Guess what.  I know a heck of a lot of cradle Catholics who couldn’t tell you what a sacrament is. And some of them would then object to its definition if you told them.  What’s so automatically great about being a cradle Catholic if the majority of them have only a vague notion of the tenets of the Faith, neglected as they have been for decades by their cradle Catholic non-observant, contracepting, parents, their cradle Catholic priests, their cradle Catholic bishops?  Let’s compare Mass attendance of converts and cradle Catholics.  Let’s compare rates of marrying in the Church and of divorce and remarriage.  Name your category.  How about the number of cradle Catholics who are going to “mega-Churches” compared to coverts?

Let’s see the piece at First Things with my usual:

IN DEFENSE OF CONVERTS
by Stephen Bullivant

Over at the National Catholic [sic] Reporter blog, Michael Sean Winters [aka Wile E.] is pointing readers to a recent Al-Jazeera clip discussing Pope Francis’s record as a reformer. The clip itself I’ve yet to watch; it’s Winters’s gloss on it that I wish to discuss: “I am so tired of converts telling us that the pope is not Catholic. ”

The convert in question is, I presume, First Things literary editor Matthew Schmitz. Of the two pundits featured in the clip, Schmitz is, I believe, the only convert. (The other is British Catholic commentator Austen Ivereigh. We had a very nice chat at a wedding once, but I didn’t think to ask.) Schmitz also regularly contributes to Europe’s finest Catholic magazine, The Catholic Herald—which, let’s face it, probably also implies that he’s an all-round good egg. What really interests me, though, is Winters’s slight against converts.

He is by no means alone in casting such aspersions. Massimo [“Beans”] Faggioli, a US-based theologian and Church historian, retweeted Winters’s remark and added, “I am so tired too.” Earlier this year, Faggioli had tweeted, somewhat gnomically: “One could teach an entire course on fact that in top US universities the course on Vatican II is taught by recent converts to Catholicism.” [It may be that, percentage-wise, more converts have read the V2 documents than have cradle Catholics.]

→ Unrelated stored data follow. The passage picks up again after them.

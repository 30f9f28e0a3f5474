//! In-session command classification.
//!
//! Every submitted block of text is classified before it can reach the
//! transcript. Commands are bare words (no prefix), matched after trimming
//! and lowercasing: `help`, `clear`, `exit`/`q`, `raw`/`markdown`/`md`.

/// In-session commands. None of them touch the transcript.
#[derive(Debug, Clone, Copy, PartialEq, Eq)]
pub enum Command {
    /// Show the help text.
    Help,
    /// Clear the terminal viewport.
    Clear,
    /// End the session.
    Exit,
    /// Re-display the last reply without markdown rendering.
    Raw,
}

impl Command {
    /// Every spelling accepted for each command, in help-text order.
    pub const ALIASES: &'static [(Command, &'static [&'static str])] = &[
        (Command::Help, &["help"]),
        (Command::Clear, &["clear"]),
        (Command::Exit, &["exit", "q"]),
        (Command::Raw, &["raw", "markdown", "md"]),
    ];

    fn from_word(word: &str) -> Option<Self> {
        Self::ALIASES
            .iter()
            .find(|(_, aliases)| aliases.contains(&word))
            .map(|(command, _)| *command)
    }
}

/// Result of classifying one submission.
#[derive(Debug, Clone, PartialEq, Eq)]
pub enum Classified {
    /// Empty or whitespace-only: nothing to do.
    NoOp,
    /// A recognized in-session command.
    Command(Command),
    /// Text to send. Carried verbatim, untrimmed.
    Message(String),
}

/// Classify a submission.
pub fn classify(input: &str) -> Classified {
    let trimmed = input.trim();
    if trimmed.is_empty() {
        return Classified::NoOp;
    }

    match Command::from_word(&trimmed.to_lowercase()) {
        Some(command) => Classified::Command(command),
        None => Classified::Message(input.to_string()),
    }
}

Nor is such sniffiness towards converts an exclusively American phenomenon. The day after Anglicanorum Coetibus was issued, providing personal ordinariates for Anglicans entering into communion with the Catholic Church, I recall a Jesuit friend remarking: “Yes, but they’re the wrong sort of Anglicans.” One wonders, of course, who the “right” ones would be. [I don’t.]

According to the “regulars” commenting on my own forays in blogging, chief among my own failings is my being a Johnny-come-lately “neo-Catholic.” (Though to be fair, I did once teach a course on Vatican II at a top UK university, after having been Catholic for only two years. So I guess it’s a fair cop.)

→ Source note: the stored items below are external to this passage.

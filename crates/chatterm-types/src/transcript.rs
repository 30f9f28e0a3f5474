//! Conversation history types.
//!
//! A [`Transcript`] is the ordered list of [`Turn`]s exchanged so far. The
//! chat-completions API is stateless, so the whole transcript is sent on
//! every call, in insertion order, exactly as stored.

use serde::{Deserialize, Serialize};
use std::fmt;

/// Role of a turn in a conversation.
#[derive(Debug, Clone, Copy, PartialEq, Eq, Serialize, Deserialize)]
#[serde(rename_all = "lowercase")]
pub enum Role {
    System,
    User,
    Assistant,
}

impl fmt::Display for Role {
    fn fmt(&self, f: &mut fmt::Formatter<'_>) -> fmt::Result {
        match self {
            Role::System => write!(f, "system"),
            Role::User => write!(f, "user"),
            Role::Assistant => write!(f, "assistant"),
        }
    }
}

/// A single role-tagged message in a conversation.
///
/// Serializes to the `{ "role": ..., "content": ... }` shape expected by
/// chat-completions endpoints.
#[derive(Debug, Clone, PartialEq, Eq, Serialize, Deserialize)]
pub struct Turn {
    pub role: Role,
    pub content: String,
}

impl Turn {
    pub fn system(content: impl Into<String>) -> Self {
        Self {
            role: Role::System,
            content: content.into(),
        }
    }

    pub fn user(content: impl Into<String>) -> Self {
        Self {
            role: Role::User,
            content: content.into(),
        }
    }

    pub fn assistant(content: impl Into<String>) -> Self {
        Self {
            role: Role::Assistant,
            content: content.into(),
        }
    }
}

/// Ordered, append-only conversation history.
///
/// The optional system turn can only be supplied at construction, so it is
/// always first and never changes. User and assistant turns are appended
/// in conversation order. Alternation is not enforced: when a reply fails,
/// the next user turn simply follows the previous one.
#[derive(Debug, Clone, Default, PartialEq, Eq)]
pub struct Transcript {
    turns: Vec<Turn>,
}

impl Transcript {
    /// Create an empty transcript.
    pub fn new() -> Self {
        Self::default()
    }

    /// Create a transcript whose first turn is the given system prompt.
    pub fn with_system(prompt: impl Into<String>) -> Self {
        Self {
            turns: vec![Turn::system(prompt)],
        }
    }

    /// Append a user turn.
    pub fn push_user(&mut self, content: impl Into<String>) {
        self.turns.push(Turn::user(content));
    }

    /// Append an assistant turn.
    pub fn push_assistant(&mut self, content: impl Into<String>) {
        self.turns.push(Turn::assistant(content));
    }

    /// All turns, in conversation order.
    pub fn turns(&self) -> &[Turn] {
        &self.turns
    }

    pub fn len(&self) -> usize {
        self.turns.len()
    }

    pub fn is_empty(&self) -> bool {
        self.turns.is_empty()
    }
}

#[cfg(test)]
mod tests {
    use super::*;

    #[test]
    fn test_role_display_matches_wire_name() {
        for role in [Role::System, Role::User, Role::Assistant] {
            let json = serde_json::to_value(role).unwrap();
            assert_eq!(json, serde_json::json!(role.to_string()));
        }
    }

    #[test]
    fn test_turn_serializes_to_wire_shape() {
        let turn = Turn::assistant("Hi there");
        let json = serde_json::to_value(&turn).unwrap();
        assert_eq!(
            json,
            serde_json::json!({"role": "assistant", "content": "Hi there"})
        );
    }

    #[test]
    fn test_new_transcript_is_empty() {
        let transcript = Transcript::new();
        assert!(transcript.is_empty());
        assert_eq!(transcript.len(), 0);
    }

    #[test]
    fn test_system_turn_is_first() {
        let mut transcript = Transcript::with_system("Be terse.");
        transcript.push_user("Hello");
        transcript.push_assistant("Hi");

        assert_eq!(transcript.len(), 3);
        assert_eq!(transcript.turns()[0], Turn::system("Be terse."));
        assert_eq!(transcript.turns()[2], Turn::assistant("Hi"));
    }

    #[test]
    fn test_consecutive_user_turns_are_kept() {
        let mut transcript = Transcript::new();
        transcript.push_user("first");
        transcript.push_user("second");

        let roles: Vec<Role> = transcript.turns().iter().map(|t| t.role).collect();
        assert_eq!(roles, vec![Role::User, Role::User]);
    }

    #[test]
    fn test_content_is_stored_verbatim() {
        let content = "  fn main() {\n\tprintln!(\"é ✓\");\n}\n";
        let mut transcript = Transcript::new();
        transcript.push_user(content);
        assert_eq!(transcript.turns()[0].content, content);
    }
}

Maybe I’m being preciously oversensitive here. Lord knows, it wouldn’t be the first time. Nevertheless, I do find such condescension strange in an avowedly missionary religion. [RIGHT!  Make more Catholics, as Christ commanded.  Converts are therefore something to be grateful for, not to abuse.] A Church whose very raison d’être is to “go and make disciples of all nations” should, one might imagine, be a little gladder to have them. Not least since, as a group, converts tend to be more knowledgeable, more committed, more active, and more generous than cradle Catholics in general.

Don’t get me wrong, we “baby Catholics” give our older siblings plenty to criticize. [Perhaps impatience with heterodoxy is one of them.] What else would you expect in a faith proclaiming “there is no one righteous, not even one” (Romans 3.10)? But the sneering at converts, qua converts, is a bit much. I have a great many faults and failings as a Catholic (and indeed as a human being); but having become a Catholic, however poor a one I might be, is surely one of the few points in my favor.

Furthermore, at the risk, in my arriviste enthusiasm and naïveté, of sounding a little gauche . . . I seem to recall from my catechumenal days that Jesus himself had something to say on the matter.  [The perfect passage about the laborers coming at different times of the day.]

Stephen Bullivant is professor of theology and the sociology of religion at St Mary’s University, London, and directs the Benedict XVI Centre for Religion and Society.

Really sad, isn’t it.  It is pathetically sad.

“OMG aren’t converts stooopid?  They’re too stoooopid to have an opinion.”
“Yeah!  I know, right?  I’m sooo tired of them.”
“Yeah!  Me too! They’re soooo conservative.
“I said they were stoooopid already!”
“Yeah!”
“Yeah!”
*snicker”

Full disclosure: I am a convert to the Catholic Church.  As such, I made a choice, after a long period of study and liturgical frequency, to become a Catholic based on my conviction that the Catholic Church is the Church founded by Christ – who is GOD and man.  Since He founded it, there is no other place to be.  Furthermore, I accept Holy Mother Church’s doctrines because, as the Act of Faith concludes: “I believe these and all the truths which the Holy Catholic Church teaches, because Thou, O God, hast revealed them, Who canst neither deceive nor be deceived.”  I made these choices as an adult convert and I have not looked back.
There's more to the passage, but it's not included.